Drought is projected to increase in frequency and severity in temperate regions under conditions of climate change. However, we still lack a thorough understanding of drought effects on plant community assembly that enables us to project consequences of global change in grasslands. We hypothesize that if drought deterministically shapes communities, (1) species with low drought sensitivity are more abundant in drier habitats and (2) community weighted means (CWM) of traits conferring drought sensitivity are higher in drier habitats.
To understand the role of drought in community assembly, we integrated data of species cover and soil moisture from Biodiversity Exploratories (three regions across Germany, 50 plots each, 2009 ~ 2015) with comparative whole plant drought sensitivity, measured for 41 common temperate grassland species across the common garden drought experiment in 2015. As traits conferring plant differential drought sensitivity, we integrated the experimentally assessed phenotypic plasticity of rooting depth in response to drought and the water potential at turgor loss (i.e. wilting point). CWMs of drought sensitivity and of traits were computed to take into account species relative abundances in a given community. To address differential habitat moisture across time and space we used minimum daily soil moisture (SMmin) during the growing season.

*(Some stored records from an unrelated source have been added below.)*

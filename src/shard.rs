//! Per-worker counter shards.

use std::sync::Arc;

use crate::stats::StatsInner;

/// Initial number of type-id slots in a fresh shard.
const INITIAL_CAPACITY: usize = 8;

/// Uncontended edge counter owned by a single parallel worker.
///
/// Each worker of the bulk-load pipeline holds exactly one shard and calls
/// [`increment`](StatsShard::increment) once per ingested edge. The hot path
/// touches only shard-local memory: no lock, no atomics. Exclusive write
/// access is enforced by `&mut self` and move semantics rather than by a
/// runtime contract.
///
/// Dropping the shard hands its counts back to the owning
/// [`ImportStats`](crate::ImportStats), which merges all shards the moment
/// the last outstanding one is returned. Release therefore happens exactly
/// once on every exit path, including unwinds.
pub struct StatsShard {
    owner: Arc<StatsInner>,
    counts: Vec<u64>,
    highest_type_id: usize,
}

impl StatsShard {
    pub(crate) fn new(owner: Arc<StatsInner>) -> Self {
        Self {
            owner,
            counts: vec![0; INITIAL_CAPACITY],
            highest_type_id: 0,
        }
    }

    /// Count one edge of the given type.
    ///
    /// Grows the backing storage to `max(len * 2, type_id + 1)` slots when
    /// `type_id` falls outside the current capacity, zero-filling new slots.
    pub fn increment(&mut self, type_id: u32) {
        let idx = type_id as usize;
        if idx >= self.counts.len() {
            let grown = (self.counts.len() * 2).max(idx + 1);
            self.counts.resize(grown, 0);
        }
        self.counts[idx] += 1;
        if idx > self.highest_type_id {
            self.highest_type_id = idx;
        }
    }

    /// Hand the shard back to its aggregator.
    ///
    /// Equivalent to dropping the shard; provided so pipeline code can mark
    /// the release point explicitly.
    pub fn release(self) {}
}

impl Drop for StatsShard {
    fn drop(&mut self) {
        let counts = std::mem::take(&mut self.counts);
        self.owner.release_shard(ShardData {
            counts,
            highest_type_id: self.highest_type_id,
        });
    }
}

/// A retired shard's contribution, held by the aggregator's registry.
pub(crate) struct ShardData {
    counts: Vec<u64>,
    highest_type_id: usize,
}

impl ShardData {
    pub(crate) fn highest_type_id(&self) -> usize {
        self.highest_type_id
    }

    /// Add this shard's counts for type ids `0..=highest_type_id` into
    /// `totals`. Only called during a merge, with `totals` sized to cover
    /// every registered shard's highest id.
    pub(crate) fn add_into(&self, totals: &mut [u64]) {
        for (total, count) in totals
            .iter_mut()
            .zip(&self.counts[..=self.highest_type_id])
        {
            *total += count;
        }
    }
}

Community weighted means of whole plant drought sensitivity and of traits significantly differed across plots, but not across years. Drought sensitivity decreased with decreasing soil moisture (SMmin) in the relatively dry region, but not in the other two regions. Consistently, plasticity of rooting depth and turgor loss point both increased with decreasing soil moisture, again only in the dry region. These findings show that drought has an important role as an environmental filter in temperate grasslands, determining the distribution of plant species especially in dry areas.